Oxidative stress should be measured one to two times per year to make certain that the correct choices are being made.



Another group of proteins, widespread in plants called lectins, binds the carbohydrate portion of molecules.  This is the primary anti-nutrient of food.  Lectins increase gut permeability damaging our immune system.  For example, the primary lectin of wheat, wheat germ agglutinin, (WGA) binds to gut cells, pancreas, muscles, bones, kidney, skin, nerves, reproductive cells, platelets and plasma proteins.  It is heat stable, as are the other grain anti-nutrients, and resists digestive breakdown.


Wheat germ agglutinin damages the intestinal mucosa, interferes with digestion and absorption, alters intestinal flora and compromises our gut and general immune system.  Kidney bean lectins, in rats, suppress insulin, alter hormonal balance and inhibit the reproduction of peptide growth factors including insulin-like growth factor, platelet derived growth factor, skin growth factor and nerve growth factor.

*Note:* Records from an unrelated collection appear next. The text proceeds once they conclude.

//! Debug domain: encounter info overlay.

use bevy::prelude::*;

/// Marker for the encounter info text
#[derive(Component, Debug)]
pub struct DebugInfoOverlay;

pub(crate) fn spawn_debug_info_overlay(commands: &mut Commands) {
    commands.spawn((
        DebugInfoOverlay,
        Text::new("Loading..."),
        TextFont {
            font_size: 12.0,
            ..default()
        },
        TextColor(Color::srgb(0.8, 0.9, 0.8)),
        Node {
            position_type: PositionType::Absolute,
            left: Val::Px(20.0),
            bottom: Val::Px(20.0),
            padding: UiRect::all(Val::Px(8.0)),
            ..default()
        },
        BackgroundColor(Color::srgba(0.0, 0.0, 0.0, 0.7)),
        ZIndex(500),
    ));
}
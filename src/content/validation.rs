//! Validation for boss designs and their cross-references.

use super::data::*;
use super::registry::{AddArchetypeRegistry, BossDesignRegistry};

/// A validation error with context about what failed.
#[derive(Debug)]
pub struct ValidationError {
    pub design_id: String,
    pub field: String,
    pub message: String,
}

impl std::fmt::Display for ValidationError {
    fn fmt(&self, f: &mut std::fmt::Formatter<'_>) -> std::fmt::Result {
        write!(
            f,
            "BossDesign '{}' field '{}': {}",
            self.design_id, self.field, self.message
        )
    }
}

/// Helper macro for recording a failed check
macro_rules! check {
    ($errors:expr, $cond:expr, $design:expr, $field:expr, $($msg:tt)+) => {
        if !$cond {
            $errors.push(ValidationError {
                design_id: $design.id.clone(),
                field: $field.to_string(),
                message: format!($($msg)+),
            });
        }
    };
}

/// Validate a single design against the known add archetypes.
pub fn validate_design(
    design: &BossDesign,
    archetypes: &AddArchetypeRegistry,
) -> Vec<ValidationError> {
    let mut errors = Vec::new();

    check!(
        errors,
        !design.phases.is_empty(),
        design,
        "phases",
        "at least one phase is required"
    );
    check!(
        errors,
        design.phases.iter().any(|p| p.phase == 1),
        design,
        "phases",
        "phase 1 is missing"
    );
    check!(
        errors,
        design.base_speed >= 0.0,
        design,
        "base_speed",
        "must not be negative"
    );
    check!(
        errors,
        design.base_health > 0.0,
        design,
        "base_health",
        "must be positive"
    );
    check!(
        errors,
        design.hp_multiplier > 0.0,
        design,
        "hp_multiplier",
        "must be positive"
    );
    if let Some(timer) = design.enrage.timer_seconds {
        check!(
            errors,
            timer > 0.0,
            design,
            "enrage.timer_seconds",
            "must be positive, got {}",
            timer
        );
    }

    for pair in design.phases.windows(2) {
        check!(
            errors,
            pair[1].phase > pair[0].phase,
            design,
            "phases",
            "phase {} is declared after phase {}",
            pair[1].phase,
            pair[0].phase
        );
        check!(
            errors,
            pair[1].hp_threshold <= pair[0].hp_threshold,
            design,
            "phases.hp_threshold",
            "phase {} threshold {} is above phase {} threshold {}",
            pair[1].phase,
            pair[1].hp_threshold,
            pair[0].phase,
            pair[0].hp_threshold
        );
    }

    for phase in &design.phases {
        check!(
            errors,
            (0.0..=1.0).contains(&phase.hp_threshold),
            design,
            "phases.hp_threshold",
            "phase {} threshold {} is outside 0..=1",
            phase.phase,
            phase.hp_threshold
        );

        for ability in &phase.abilities {
            check!(
                errors,
                ability.cooldown > 0.0,
                design,
                "abilities.cooldown",
                "ability '{}' in phase {} needs a positive cooldown",
                ability.id,
                phase.phase
            );
            check!(
                errors,
                ability.telegraph_duration >= 0.0,
                design,
                "abilities.telegraph_duration",
                "ability '{}' has a negative telegraph duration",
                ability.id
            );
            if let Some(count) = ability.kind.projectile_count() {
                check!(
                    errors,
                    count > 0,
                    design,
                    "abilities.kind",
                    "ability '{}' fires zero projectiles",
                    ability.id
                );
            }
            if let AbilityKind::InstantRanged { .. } = ability.kind {
                check!(
                    errors,
                    !ability.has_visible_telegraph(),
                    design,
                    "abilities.telegraph",
                    "instant ability '{}' authors a telegraph that is never shown",
                    ability.id
                );
            }
        }

        for (index, wave) in phase.add_waves.iter().enumerate() {
            check!(
                errors,
                wave.interval >= 0.0,
                design,
                "add_waves.interval",
                "phase {} wave {} has a negative interval",
                phase.phase,
                index
            );
            for group in &wave.groups {
                check!(
                    errors,
                    archetypes.get(&group.enemy_type).is_some(),
                    design,
                    "add_waves.groups.enemy_type",
                    "phase {} wave {} references missing add archetype '{}'",
                    phase.phase,
                    index,
                    group.enemy_type
                );
            }
        }
    }

    errors
}

/// Validate every registered design, including the fallback.
/// Returns a list of validation errors, empty if all designs are valid.
pub fn validate_content(
    designs: &BossDesignRegistry,
    archetypes: &AddArchetypeRegistry,
) -> Vec<ValidationError> {
    let mut errors = validate_design(designs.fallback(), archetypes);
    for id in designs.ids() {
        errors.extend(validate_design(designs.resolve(id), archetypes));
    }
    errors
}
//! Data definitions for boss content files.
//!
//! These structs mirror the structure in assets/data/*.ron and are used
//! for deserialization. The BossDesignRegistry provides lookup by id.

use bevy::prelude::*;
use serde::{Deserialize, Serialize};

// ============================================================================
// Common wrapper for RON files with schema_version and items
// ============================================================================

#[derive(Debug, Clone, Deserialize, Serialize)]
pub struct DataFile<T> {
    pub schema_version: u32,
    pub items: Vec<T>,
}

// ============================================================================
// Boss designs (bosses.ron)
// ============================================================================

#[derive(Debug, Clone, Deserialize, Serialize, Reflect)]
pub struct BossDesign {
    pub id: String,
    pub name: String,
    pub visual: BossVisualDef,
    pub base_speed: f32,
    pub base_health: f32,
    pub base_damage: f32,
    #[serde(default = "one")]
    pub hp_multiplier: f32,
    #[serde(default = "one")]
    pub damage_multiplier: f32,
    pub phases: Vec<PhaseDef>,
    #[serde(default)]
    pub enrage: EnrageDef,
}

fn one() -> f32 {
    1.0
}

impl BossDesign {
    /// Highest phase number this design declares.
    pub fn final_phase(&self) -> u32 {
        self.phases.iter().map(|p| p.phase).max().unwrap_or(1)
    }

    /// Nearest concrete phase config at or below `phase`.
    /// Falls back to the first declared phase if nothing qualifies.
    pub fn phase_at_or_below(&self, phase: u32) -> Option<&PhaseDef> {
        self.phases
            .iter()
            .filter(|p| p.phase <= phase)
            .max_by_key(|p| p.phase)
            .or_else(|| self.phases.first())
    }
}

#[derive(Debug, Clone, Deserialize, Serialize, Reflect)]
pub struct BossVisualDef {
    pub radius: f32,
    pub color: [f32; 3],
}

impl Default for BossVisualDef {
    fn default() -> Self {
        Self {
            radius: 32.0,
            color: [0.9, 0.1, 0.1],
        }
    }
}

#[derive(Debug, Clone, Deserialize, Serialize, Reflect)]
pub struct PhaseDef {
    pub phase: u32,
    /// Phase becomes active once the HP ratio is at or below this value
    pub hp_threshold: f32,
    #[serde(default)]
    pub abilities: Vec<AbilityDef>,
    #[serde(default)]
    pub add_waves: Vec<AddWaveDef>,
}

#[derive(Debug, Clone, Default, Deserialize, Serialize, Reflect)]
pub struct EnrageDef {
    /// Seconds of fighting before enrage; the tuning default applies when absent
    #[serde(default)]
    pub timer_seconds: Option<f32>,
    #[serde(default)]
    pub description: String,
}

// ============================================================================
// Abilities
// ============================================================================

#[derive(Debug, Clone, Deserialize, Serialize, Reflect)]
pub struct AbilityDef {
    pub id: String,
    pub cooldown: f32,
    pub damage_multiplier: f32,
    pub kind: AbilityKind,
    #[serde(default)]
    pub telegraph: TelegraphShape,
    #[serde(default)]
    pub telegraph_duration: f32,
}

impl AbilityDef {
    /// True when this ability shows a warning before resolving.
    pub fn has_visible_telegraph(&self) -> bool {
        self.telegraph_duration > 0.0 && self.telegraph != TelegraphShape::None
    }
}

/// How the executor resolves an ability.
#[derive(Debug, Clone, Copy, PartialEq, Eq, Deserialize, Serialize, Reflect)]
pub enum AbilityKind {
    /// Dash toward where the player stood at invocation
    Charge,
    /// Projectile burst fired the moment the ability is chosen
    InstantRanged { count: u32 },
    /// Projectile burst fired once the telegraph completes
    TelegraphedRanged { count: u32 },
    /// Anchor/marker abilities with no projectiles
    Utility,
}

impl AbilityKind {
    /// Authoring helper mapping a naming hint to a projectile count.
    pub fn burst_count_for(hint: &str) -> u32 {
        let hint = hint.to_ascii_lowercase();
        if ["burst", "volley", "shard"].iter().any(|k| hint.contains(k)) {
            4
        } else if ["barrage", "spray", "storm"].iter().any(|k| hint.contains(k)) {
            6
        } else if ["nova", "spiral"].iter().any(|k| hint.contains(k)) {
            8
        } else if ["breath", "beam"].iter().any(|k| hint.contains(k)) {
            5
        } else if hint.contains("bolt") {
            2
        } else {
            3
        }
    }

    pub fn projectile_count(&self) -> Option<u32> {
        match self {
            AbilityKind::InstantRanged { count } | AbilityKind::TelegraphedRanged { count } => {
                Some(*count)
            }
            AbilityKind::Charge | AbilityKind::Utility => None,
        }
    }
}

/// Warning shape drawn before an attack resolves.
/// Unknown names in content fall back to `Circle`.
#[derive(Debug, Clone, Copy, PartialEq, Eq, Default, Deserialize, Serialize, Reflect)]
#[serde(from = "String", into = "String")]
pub enum TelegraphShape {
    #[default]
    Circle,
    Cone,
    Line,
    Ring,
    Pulse,
    GroundMarker,
    ScreenFlash,
    None,
}

impl TelegraphShape {
    pub fn parse(name: &str) -> Self {
        match name.to_ascii_lowercase().as_str() {
            "circle" => TelegraphShape::Circle,
            "cone" => TelegraphShape::Cone,
            "line" => TelegraphShape::Line,
            "ring" => TelegraphShape::Ring,
            "pulse" => TelegraphShape::Pulse,
            "ground_marker" | "groundmarker" => TelegraphShape::GroundMarker,
            "screen_flash" | "screenflash" => TelegraphShape::ScreenFlash,
            "none" => TelegraphShape::None,
            other => {
                warn!("Unknown telegraph shape '{}', using circle", other);
                TelegraphShape::Circle
            }
        }
    }

    pub fn name(&self) -> &'static str {
        match self {
            TelegraphShape::Circle => "circle",
            TelegraphShape::Cone => "cone",
            TelegraphShape::Line => "line",
            TelegraphShape::Ring => "ring",
            TelegraphShape::Pulse => "pulse",
            TelegraphShape::GroundMarker => "ground_marker",
            TelegraphShape::ScreenFlash => "screen_flash",
            TelegraphShape::None => "none",
        }
    }
}

impl From<String> for TelegraphShape {
    fn from(name: String) -> Self {
        TelegraphShape::parse(&name)
    }
}

impl From<TelegraphShape> for String {
    fn from(shape: TelegraphShape) -> Self {
        shape.name().to_string()
    }
}

// ============================================================================
// Add waves
// ============================================================================

#[derive(Debug, Clone, Deserialize, Serialize, Reflect)]
pub struct AddWaveDef {
    pub groups: Vec<AddGroupDef>,
    /// 0 = one-shot on phase entry, > 0 = recurring every N seconds
    #[serde(default)]
    pub interval: f32,
    #[serde(default)]
    pub formation: Formation,
}

impl AddWaveDef {
    pub fn is_one_shot(&self) -> bool {
        self.interval <= 0.0
    }

    pub fn total_count(&self) -> u32 {
        self.groups.iter().map(|g| g.count).sum()
    }
}

#[derive(Debug, Clone, Deserialize, Serialize, Reflect)]
pub struct AddGroupDef {
    pub enemy_type: String,
    pub count: u32,
}

#[derive(Debug, Clone, Copy, PartialEq, Eq, Default, Deserialize, Serialize, Reflect)]
pub enum Formation {
    #[default]
    Surround,
}

// ============================================================================
// Add archetypes (adds.ron)
// ============================================================================

#[derive(Debug, Clone, Deserialize, Serialize, Reflect)]
pub struct AddArchetypeDef {
    pub id: String,
    pub name: String,
    pub health: f32,
    pub damage: f32,
    pub move_speed: f32,
    pub radius: f32,
    pub color: [f32; 3],
    /// Extra health per boss level above 1
    #[serde(default)]
    pub health_per_level: f32,
}
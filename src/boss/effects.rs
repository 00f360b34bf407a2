//! Boss domain: side effects produced by a boss tick.
//!
//! The per-boss logic never touches the world directly. It pushes effects
//! that `apply_encounter_effects` turns into spawns and messages.

use bevy::prelude::*;

use crate::content::TelegraphShape;

#[derive(Debug, Clone, PartialEq)]
pub enum EncounterEffect {
    SpawnAdd {
        summoner: Entity,
        enemy_type: String,
        position: Vec2,
        level: u32,
    },
    SpawnProjectile {
        owner: Entity,
        position: Vec2,
        velocity: Vec2,
        damage: f32,
    },
    ShowTelegraph {
        position: Vec2,
        radius: f32,
        duration: f32,
        shape: TelegraphShape,
        angle: f32,
    },
    CameraShake {
        intensity: f32,
        duration: f32,
    },
    MusicCue {
        cue: String,
        transition_ms: u32,
    },
    PhaseChanged {
        boss: Entity,
        phase: u32,
    },
    Enraged {
        boss: Entity,
    },
    AbilityUsed {
        boss: Entity,
        ability_id: String,
    },
}

/// Effects gathered during the fixed step, drained by `apply_encounter_effects`
#[derive(Resource, Debug, Default)]
pub struct PendingEffects {
    pub effects: Vec<EncounterEffect>,
}
//! Built-in content used when data files are missing or a boss id is unknown.

use super::data::*;

pub const GENERIC_BOSS_ID: &str = "generic";

fn ranged(id: &str, cooldown: f32, damage_multiplier: f32) -> AbilityDef {
    AbilityDef {
        id: id.to_string(),
        cooldown,
        damage_multiplier,
        kind: AbilityKind::InstantRanged {
            count: AbilityKind::burst_count_for(id),
        },
        telegraph: TelegraphShape::None,
        telegraph_duration: 0.0,
    }
}

fn telegraphed(
    id: &str,
    cooldown: f32,
    damage_multiplier: f32,
    shape: TelegraphShape,
    duration: f32,
) -> AbilityDef {
    AbilityDef {
        id: id.to_string(),
        cooldown,
        damage_multiplier,
        kind: AbilityKind::TelegraphedRanged {
            count: AbilityKind::burst_count_for(id),
        },
        telegraph: shape,
        telegraph_duration: duration,
    }
}

fn charge(cooldown: f32) -> AbilityDef {
    AbilityDef {
        id: "charge".to_string(),
        cooldown,
        damage_multiplier: 1.5,
        kind: AbilityKind::Charge,
        telegraph: TelegraphShape::Line,
        telegraph_duration: 0.8,
    }
}

fn wave(groups: &[(&str, u32)], interval: f32) -> AddWaveDef {
    AddWaveDef {
        groups: groups
            .iter()
            .map(|(enemy_type, count)| AddGroupDef {
                enemy_type: enemy_type.to_string(),
                count: *count,
            })
            .collect(),
        interval,
        formation: Formation::Surround,
    }
}

/// The nameless three-phase boss every unknown id resolves to.
pub fn generic_design() -> BossDesign {
    BossDesign {
        id: GENERIC_BOSS_ID.to_string(),
        name: "Nameless Horror".to_string(),
        visual: BossVisualDef::default(),
        base_speed: 60.0,
        base_health: 600.0,
        base_damage: 20.0,
        hp_multiplier: 1.0,
        damage_multiplier: 1.0,
        phases: vec![
            PhaseDef {
                phase: 1,
                hp_threshold: 1.0,
                abilities: vec![ranged("burst", 3.0, 1.0), charge(6.0)],
                add_waves: Vec::new(),
            },
            PhaseDef {
                phase: 2,
                hp_threshold: 0.6,
                abilities: vec![
                    ranged("burst", 2.5, 1.0),
                    charge(5.0),
                    telegraphed("volley", 7.0, 1.2, TelegraphShape::Circle, 1.0),
                ],
                add_waves: vec![wave(&[("skeleton", 3)], 0.0), wave(&[("skeleton", 2)], 15.0)],
            },
            PhaseDef {
                phase: 3,
                hp_threshold: 0.3,
                abilities: vec![
                    telegraphed("nova", 8.0, 1.4, TelegraphShape::Ring, 1.2),
                    charge(4.0),
                    ranged("burst", 2.0, 1.0),
                ],
                add_waves: vec![
                    wave(&[("wraith", 2), ("skeleton", 2)], 0.0),
                    wave(&[("wraith", 1)], 12.0),
                ],
            },
        ],
        enrage: EnrageDef {
            timer_seconds: None,
            description: "Grows frantic when the fight drags on".to_string(),
        },
    }
}

/// Add archetypes referenced by the built-in design.
pub fn builtin_archetypes() -> Vec<AddArchetypeDef> {
    vec![
        AddArchetypeDef {
            id: "skeleton".to_string(),
            name: "Skeleton".to_string(),
            health: 30.0,
            damage: 8.0,
            move_speed: 70.0,
            radius: 10.0,
            color: [0.85, 0.85, 0.75],
            health_per_level: 6.0,
        },
        AddArchetypeDef {
            id: "wraith".to_string(),
            name: "Wraith".to_string(),
            health: 45.0,
            damage: 12.0,
            move_speed: 95.0,
            radius: 12.0,
            color: [0.5, 0.4, 0.8],
            health_per_level: 9.0,
        },
    ]
}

Research is accumulating more evidence of the role of lectins in auto-immune disease.  This is where the body’s own immune system (defence mechanism) attacks it’s own cells.  The lectin binds to the cell surface, a cell surface marker, called HLA (human leukocyte antigen) induces an increase in T cells and antibody production to recognize the irritant to try and remove it by inflaming the tissue.  Such tissues as the thyroid, adrenal, pancreas, kidney, bile ducts, etc. can be involved.  Of course, the tissue fails and the individual starts to have symptoms of the tissue not working properly.  There is now an inability of the immune system to distinguish self from foreign material.


Another mechanism involved with auto-immunity involves inadequately digested grain protein fragments passing through the gut wall.  The gut lining can be damaged for numerous reasons:  stress, infection, abnormal gut microbes due to drugs, sugar, food intolerance and allergy,  Once in the circulation the grain protein fragments will be drawn to tissue – with a similar molecular chemistry.  Genetics usually determine the tissue.  For example, if a parent had arthritis then the child will have a tendency for these grain protein fragments to deposit in the connective tissue.  This is called molecular mimicry.  Remember the cell surface membrane monitor, HLA, has to recognize foreign substances in order to signal immune activity.  Well, a certain marker, called HLA DQ2, when present in an individual is associated with a 73% probability of having celiac disease.  There are other HLA markers, as well, associated with Celiac disease.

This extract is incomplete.